§ Work task: Find the line with "at the tail." in the records below. Copy it and every line after it, up to and including the line with "while self.head <".
==================================================
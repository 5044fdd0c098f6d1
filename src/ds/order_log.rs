//! Insertion-order log with a lazily advanced head and periodic compaction.
//!
//! Records keys in the order they were first inserted so an owning cache can
//! evict oldest-first. Removing a key from the owner does **not** touch the
//! log: the slot simply goes stale and is skipped when the head reaches it.
//! Slots behind the head are cleared (`None`) but stay in the vector until
//! [`maybe_compact`](OrderLog::maybe_compact) shifts the live tail forward.
//!
//! ## Architecture
//!
//! ```text
//! ┌─────────────────────────────────────────────────────────────────────────┐
//! │                           OrderLog<K> Layout                            │
//! │                                                                         │
//! │   slots: Vec<Option<K>>                                                 │
//! │                                                                         │
//! │     0      1      2      3      4      5      6      7                  │
//! │   ┌──────┬──────┬──────┬──────┬──────┬──────┬──────┬──────┐             │
//! │   │ None │ None │ None │ (a,3)│ (a,4)│ (b,1)│ (a,6)│ (b,2)│             │
//! │   └──────┴──────┴──────┴──────┴──────┴──────┴──────┴──────┘             │
//! │    ◄──── dead prefix ────► ▲                                            │
//! │                            head = 3                                     │
//! │                                                                         │
//! │   pending() = len() - head = 5   (live or stale, owner decides)         │
//! └─────────────────────────────────────────────────────────────────────────┘
//!
//! Pop Flow
//! ────────
//!   pop_front():
//!     slot = slots[head].take()   (drop the reference)
//!     head += 1
//!     return slot
//!
//! Compaction
//! ──────────
//!   maybe_compact():
//!     if head > 0 && head >= len / 2:
//!       slots.drain(..head)       (live tail moves to the front)
//!       head = 0
//! ```
//!
//! ## Operations
//!
//! | Operation       | Description                               | Complexity   |
//! |-----------------|-------------------------------------------|--------------|
//! | `push`          | Append key at the tail                    | Amortized O(1) |
//! | `pop_front`     | Take key at head, advance head            | O(1)         |
//! | `maybe_compact` | Drop dead prefix when it is half the log  | Amortized O(1) |
//! | `retain_pending` | Filter pending keys, drop dead prefix   | O(n)         |
//! | `iter_pending`  | Walk slots from head to tail              | O(n)         |
//!
//! Compacting only once the dead prefix reaches half of the vector means each
//! moved slot is paid for by at least one earlier `pop_front`.
//!
//! ## Thread Safety
//!
//! `OrderLog` is not thread-safe. It is owned by
//! [`GroupedFifoCore`](crate::policy::grouped_fifo::GroupedFifoCore), which is
//! in turn guarded by a single `RwLock`.
//!
//! ## Example Usage
//!
//! ```
//! use cappedcache::ds::OrderLog;
//!
//! let mut log = OrderLog::new();
//! log.push(("general", 1));
//! log.push(("general", 2));
//! log.push(("random", 7));
//!
//! assert_eq!(log.pop_front(), Some(("general", 1)));
//! assert_eq!(log.head(), 1);
//!
//! // Dead prefix (1 slot) is at least half of 3 / 2 = 1 slot: compact.
//! assert_eq!(log.maybe_compact(), 1);
//! assert_eq!(log.head(), 0);
//! assert_eq!(log.len(), 2);
//! ```

use crate::error::InvariantError;

/// Insertion-ordered key log with lazy head advancement.
///
/// See the [module documentation](self) for the layout.
#[derive(Debug, Clone)]
pub struct OrderLog<K> {
    slots: Vec<Option<K>>,
    head: usize,
}

impl<K> OrderLog<K> {
    /// Creates an empty log.
    pub fn new() -> Self {
        Self {
            slots: Vec::new(),
            head: 0,
        }
    }

    /// Creates an empty log with room for `capacity` slots.
    pub fn with_capacity(capacity: usize) -> Self {
        Self {
            slots: Vec::with_capacity(capacity),
            head: 0,
        }
    }

    /// Total number of slots, including the dead prefix before the head.
    #[inline]
    pub fn len(&self) -> usize {
        self.slots.len()
    }

    /// Returns `true` if no slot remains at or after the head.
    #[inline]
    pub fn is_empty(&self) -> bool {
        self.pending() == 0
    }

    /// Index of the first slot that may still be relevant.
    #[inline]
    pub fn head(&self) -> usize {
        self.head
    }

    /// Number of slots at or after the head (live or stale).
    #[inline]
    pub fn pending(&self) -> usize {
        self.slots.len() - self.head
    }

    /// Appends `key` at the tail.
    #[inline]
    pub fn push(&mut self, key: K) {
        self.slots.push(Some(key));
    }

    /// Takes the key at the head, clears its slot and advances the head.
    ///
    /// Returns `None` once the head has reached the tail.
    pub fn pop_front(&mut self) -> Option<K> {
        while self.head < self.slots.len() {
            let slot = self.slots[self.head].take();
            self.head += 1;
            if slot.is_some() {
                return slot;
            }
        }
        None
    }

    /// Compacts the log if the dead prefix is at least half of it.
    ///
    /// Returns the number of reclaimed slots (0 if nothing was done).
    pub fn maybe_compact(&mut self) -> usize {
        if self.head == 0 || self.head < self.slots.len() / 2 {
            return 0;
        }
        let reclaimed = self.head;
        self.slots.drain(..reclaimed);
        self.head = 0;
        reclaimed
    }

    /// Iterates keys from the head to the tail, oldest first.
    pub fn iter_pending(&self) -> impl Iterator<Item = &K> + '_ {
        self.slots[self.head..].iter().flatten()
    }

    /// Removes every slot and resets the head.
    pub fn clear(&mut self) {
        self.slots.clear();
        self.head = 0;
    }

    /// Reserves room for at least `additional` more slots.
    pub fn reserve(&mut self, additional: usize) {
        self.slots.reserve(additional);
    }

    /// Drops the dead prefix and every pending key for which `keep` is false.
    ///
    /// `keep` sees pending keys oldest first; survivors keep their relative
    /// order and the head resets to 0. Returns the number of removed slots.
    pub fn retain_pending<F>(&mut self, mut keep: F) -> usize
    where
        F: FnMut(&K) -> bool,
    {
        let before = self.slots.len();
        self.slots.drain(..self.head);
        self.head = 0;
        self.slots.retain(|slot| slot.as_ref().is_some_and(&mut keep));
        before - self.slots.len()
    }

    /// Verifies that the dead prefix is cleared and the pending region is not.
    pub fn check_invariants(&self) -> Result<(), InvariantError> {
        if self.head > self.slots.len() {
            return Err(InvariantError::new(format!(
                "order log head {} beyond length {}",
                self.head,
                self.slots.len()
            )));
        }
        if let Some(idx) = self.slots[..self.head].iter().position(Option::is_some) {
            return Err(InvariantError::new(format!(
                "order log slot {idx} before head {} was not cleared",
                self.head
            )));
        }
        if let Some(idx) = self.slots[self.head..].iter().position(Option::is_none) {
            return Err(InvariantError::new(format!(
                "order log slot {} after head is empty",
                self.head + idx
            )));
        }
        Ok(())
    }

    #[cfg(any(test, debug_assertions))]
    /// Returns a debug snapshot of head and length.
    pub fn debug_snapshot(&self) -> OrderLogSnapshot {
        OrderLogSnapshot {
            len: self.len(),
            head: self.head,
        }
    }
}

#[cfg(any(test, debug_assertions))]
#[derive(Debug, Clone, PartialEq, Eq)]
pub struct OrderLogSnapshot {
    pub len: usize,
    pub head: usize,
}

impl<K> Default for OrderLog<K> {
    fn default() -> Self {
        Self::new()
    }
}

#[cfg(test)]
mod tests {
    use super::*;

    #[test]
    fn order_log_pops_in_insertion_order() {
        let mut log = OrderLog::new();
        log.push(1);
        log.push(2);
        log.push(3);

        assert_eq!(log.pop_front(), Some(1));
        assert_eq!(log.pop_front(), Some(2));
        assert_eq!(log.pop_front(), Some(3));
        assert_eq!(log.pop_front(), None);
        assert!(log.is_empty());
    }

    #[test]
    fn order_log_pop_clears_slot_and_keeps_length() {
        let mut log = OrderLog::new();
        log.push("a");
        log.push("b");
        log.push("c");
        log.push("d");

        log.pop_front();
        assert_eq!(log.debug_snapshot(), OrderLogSnapshot { len: 4, head: 1 });
        assert_eq!(log.pending(), 3);
        log.check_invariants().unwrap();
    }

    #[test]
    fn order_log_compacts_at_half() {
        let mut log = OrderLog::new();
        for i in 0..10 {
            log.push(i);
        }

        for _ in 0..4 {
            log.pop_front();
        }
        // head 4 < 10 / 2
        assert_eq!(log.maybe_compact(), 0);
        assert_eq!(log.head(), 4);

        log.pop_front();
        assert_eq!(log.maybe_compact(), 5);
        assert_eq!(log.head(), 0);
        assert_eq!(log.len(), 5);
        assert_eq!(log.iter_pending().copied().collect::<Vec<_>>(), vec![5, 6, 7, 8, 9]);
        log.check_invariants().unwrap();
    }

    #[test]
    fn order_log_compact_noop_at_zero_head() {
        let mut log: OrderLog<u32> = OrderLog::new();
        assert_eq!(log.maybe_compact(), 0);
        log.push(1);
        assert_eq!(log.maybe_compact(), 0);
        assert_eq!(log.len(), 1);
    }

    #[test]
    fn order_log_fully_drained_compacts_to_empty() {
        let mut log = OrderLog::new();
        log.push(1);
        log.push(2);
        log.pop_front();
        log.pop_front();
        assert_eq!(log.maybe_compact(), 2);
        assert_eq!(log.len(), 0);
        assert!(log.is_empty());
    }

    #[test]
    fn order_log_clear_resets_head() {
        let mut log = OrderLog::with_capacity(8);
        log.push(1);
        log.push(2);
        log.pop_front();
        log.clear();
        assert_eq!(log.len(), 0);
        assert_eq!(log.head(), 0);
        assert_eq!(log.pop_front(), None);
    }

    #[test]
    fn order_log_push_after_drain_is_reachable() {
        let mut log = OrderLog::new();
        log.push(1);
        assert_eq!(log.pop_front(), Some(1));
        assert_eq!(log.pop_front(), None);
        log.push(2);
        assert_eq!(log.pop_front(), Some(2));
    }

    #[test]
    fn order_log_retain_pending_keeps_order() {
        let mut log = OrderLog::new();
        for i in 0..8 {
            log.push(i);
        }
        log.pop_front();
        log.pop_front();

        assert_eq!(log.retain_pending(|k| k % 3 != 0), 4);
        assert_eq!(log.head(), 0);
        assert_eq!(log.iter_pending().copied().collect::<Vec<_>>(), vec![2, 4, 5, 7]);
        log.check_invariants().unwrap();
    }
}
==================================================
§ Exercise output:
    /// Appends `key` at the tail.
    #[inline]
    pub fn push(&mut self, key: K) {
        self.slots.push(Some(key));
    }

    /// Takes the key at the head, clears its slot and advances the head.
    ///
    /// Returns `None` once the head has reached the tail.
    pub fn pop_front(&mut self) -> Option<K> {
        while self.head < self.slots.len() {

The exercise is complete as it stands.